Attorney Generals of New Jersey, New York, and Georgia Allege Unnecessary Surgeries Endanger Lives and Defraud Federal Health Programs.

Morristown, NJ – In a shocking revelation, Fresenius Vascular Care (FVC), Dr. Gregg Miller, a New York executive associated with the company, and several affiliated entities are facing serious allegations. A civil complaint, filed on October 2, 2023, claims that these entities knowingly subjected Medicare and Medicaid beneficiaries with end-stage renal disease (ESRD) to invasive and unneeded surgeries.

The core of the controversy centers on the unnecessary appointments made for ESRD patients. These individuals were reportedly sedated and underwent unwarranted procedures on their arteries and veins. Such invasive measures were not only needless but placed these already vulnerable patients at significant risk. FVC's parent company research indicated that these "monitoring" surgeries don't aid ESRD patients and could, in reality, hinder their critical dialysis treatments.
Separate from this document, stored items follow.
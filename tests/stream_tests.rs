//! Tests for the streaming run path.

mod common;

use std::sync::{Arc, Mutex};

use futures::StreamExt;
use pretty_assertions::assert_eq;

use common::{MockProvider, DEFAULT_RESPONSE};
use murmur::prelude::*;

fn orchestrator(provider: &Arc<MockProvider>) -> Orchestrator {
    let provider: Arc<dyn ChatProvider> = provider.clone();
    Orchestrator::from_provider(provider)
}

async fn collect(
    orchestrator: &Orchestrator,
    agent: Agent,
    messages: Vec<Message>,
) -> Vec<StreamItem> {
    orchestrator
        .run_stream(agent, messages, ContextVariables::new(), RunOptions::default())
        .map(|item| item.unwrap())
        .collect()
        .await
}

#[tokio::test]
async fn simple_stream_is_delimited_and_reassembles() {
    let provider = Arc::new(MockProvider::new(vec![Message::assistant("Hello world")]));
    let agent = Agent::new("Test Agent", "gpt-4o");

    let items = collect(
        &orchestrator(&provider),
        agent,
        vec![Message::user("hi")],
    )
    .await;

    assert!(matches!(items[0], StreamItem::TurnStart));
    assert!(matches!(items[items.len() - 2], StreamItem::TurnEnd));

    let text: String = items
        .iter()
        .filter_map(|item| match item {
            StreamItem::Delta(d) => d.content.clone(),
            _ => None,
        })
        .collect();
    assert_eq!(text, "Hello world");

    // Every forwarded delta carries the sender tag.
    for item in &items {
        if let StreamItem::Delta(d) = item {
            assert_eq!(d.sender.as_deref(), Some("Test Agent"));
        }
    }

    let StreamItem::Done(response) = items.last().unwrap() else {
        panic!("last item must be the response");
    };
    assert_eq!(response.messages.len(), 1);
    assert_eq!(response.messages[0].content.as_deref(), Some("Hello world"));
    assert_eq!(response.messages[0].sender.as_deref(), Some("Test Agent"));
    assert_eq!(response.agent.as_ref().unwrap().name(), "Test Agent");
}

#[tokio::test]
async fn streamed_tool_round_trip_matches_blocking_path() {
    let provider = Arc::new(MockProvider::new(vec![
        Message::assistant_with_tool_calls(
            None,
            vec![ToolCall::new(
                "call_1",
                "get_weather",
                r#"{"location":"San Francisco"}"#,
            )],
        ),
        Message::assistant(DEFAULT_RESPONSE),
    ]));

    let seen_location = Arc::new(Mutex::new(None::<String>));
    let get_weather = {
        let seen_location = Arc::clone(&seen_location);
        FunctionTool::new(
            "get_weather",
            "Get the current weather for a location.",
            ToolParameters::object()
                .string("location", "City name", true)
                .build(),
            move |args, _ctx| {
                let seen = Arc::clone(&seen_location);
                async move {
                    let location = args.get_str("location")?.to_string();
                    *seen.lock().unwrap() = Some(location);
                    Ok(ToolReturn::from("It's sunny today."))
                }
            },
        )
    };
    let agent = Agent::new("Test Agent", "gpt-4o").with_tool(Arc::new(get_weather));

    let items = collect(
        &orchestrator(&provider),
        agent,
        vec![Message::user("What's the weather in San Francisco?")],
    )
    .await;

    // Two turns, each delimited.
    let starts = items
        .iter()
        .filter(|i| matches!(i, StreamItem::TurnStart))
        .count();
    let ends = items
        .iter()
        .filter(|i| matches!(i, StreamItem::TurnEnd))
        .count();
    assert_eq!(starts, 2);
    assert_eq!(ends, 2);

    // The fragmented arguments were reassembled before execution.
    assert_eq!(
        seen_location.lock().unwrap().as_deref(),
        Some("San Francisco")
    );

    let StreamItem::Done(response) = items.last().unwrap() else {
        panic!("last item must be the response");
    };
    assert_eq!(response.messages.len(), 3);
    assert_eq!(response.messages[0].tool_calls().len(), 1);
    assert_eq!(
        response.messages[0].tool_calls()[0].arguments,
        r#"{"location":"San Francisco"}"#
    );
    assert_eq!(
        response.messages[1].content.as_deref(),
        Some("It's sunny today.")
    );
    assert_eq!(
        response.messages[2].content.as_deref(),
        Some(DEFAULT_RESPONSE)
    );
}

#[tokio::test]
async fn stream_respects_turn_budget() {
    let provider = Arc::new(MockProvider::repeating(Message::assistant_with_tool_calls(
        None,
        vec![ToolCall::new("call_1", "again", "{}")],
    )));

    let again = FunctionTool::new(
        "again",
        "Ask for another turn.",
        ToolParameters::empty(),
        |_args, _ctx| async move { Ok(ToolReturn::from("again")) },
    );
    let agent = Agent::new("Looper", "gpt-4o").with_tool(Arc::new(again));

    let items: Vec<StreamItem> = orchestrator(&provider)
        .run_stream(
            agent,
            vec![Message::user("loop forever")],
            ContextVariables::new(),
            RunOptions::builder().max_turns(2).build(),
        )
        .map(|item| item.unwrap())
        .collect()
        .await;

    assert_eq!(provider.requests().len(), 2);
    assert!(matches!(items.last().unwrap(), StreamItem::Done(_)));
}

#[tokio::test]
async fn stream_execute_tools_false_stops_after_first_turn() {
    let provider = Arc::new(MockProvider::new(vec![Message::assistant_with_tool_calls(
        None,
        vec![ToolCall::new("call_1", "get_weather", "{}")],
    )]));

    let agent = Agent::new("Test Agent", "gpt-4o");

    let items: Vec<StreamItem> = orchestrator(&provider)
        .run_stream(
            agent,
            vec![Message::user("hi")],
            ContextVariables::new(),
            RunOptions::builder().execute_tools(false).build(),
        )
        .map(|item| item.unwrap())
        .collect()
        .await;

    let StreamItem::Done(response) = items.last().unwrap() else {
        panic!("last item must be the response");
    };
    assert_eq!(response.messages.len(), 1);
    assert_eq!(response.messages[0].tool_calls().len(), 1);
}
Attorney General Platkin expressed his concerns stating, “As alleged in this complaint, greed motivated these defendants to rip off taxpayers and subject sick patients with advanced kidney disease to needless, life-threatening medical proceduresSome of these patients were operated on repeatedly — for nothing."

AG Platkin added that many patients underwent these procedures multiple times without any medical necessity, pointing to a potential underlying profit motive. Furthermore, those healthcare professionals who raised alarms regarding these surgeries faced resistance and backlash.

The complaint was presented in the federal court in Brooklyn, New York, and involves violations of the New Jersey False Claims Act, along with corresponding laws in New York and Georgia. Several New Jersey entities are named in the action, such as Image Guided Surgery & Aesthetics, Access Care Physicians of NJ, Azura Surgery Center, and New Jersey Interventional Associates.

Alarmingly, the lawsuit alleges that the primary motive behind these procedures was a blatant drive to boost revenues. FVC's reported philosophy to "increase revenue and decrease expense" allegedly led to the falsification of patient referrals, ignoring vital medical records, and misrepresentation of diagnostic reports. The aim, it seems, was to inflate billings for repeated diagnostic and surgical procedures, including risky interventions like fistulagrams and angioplasties.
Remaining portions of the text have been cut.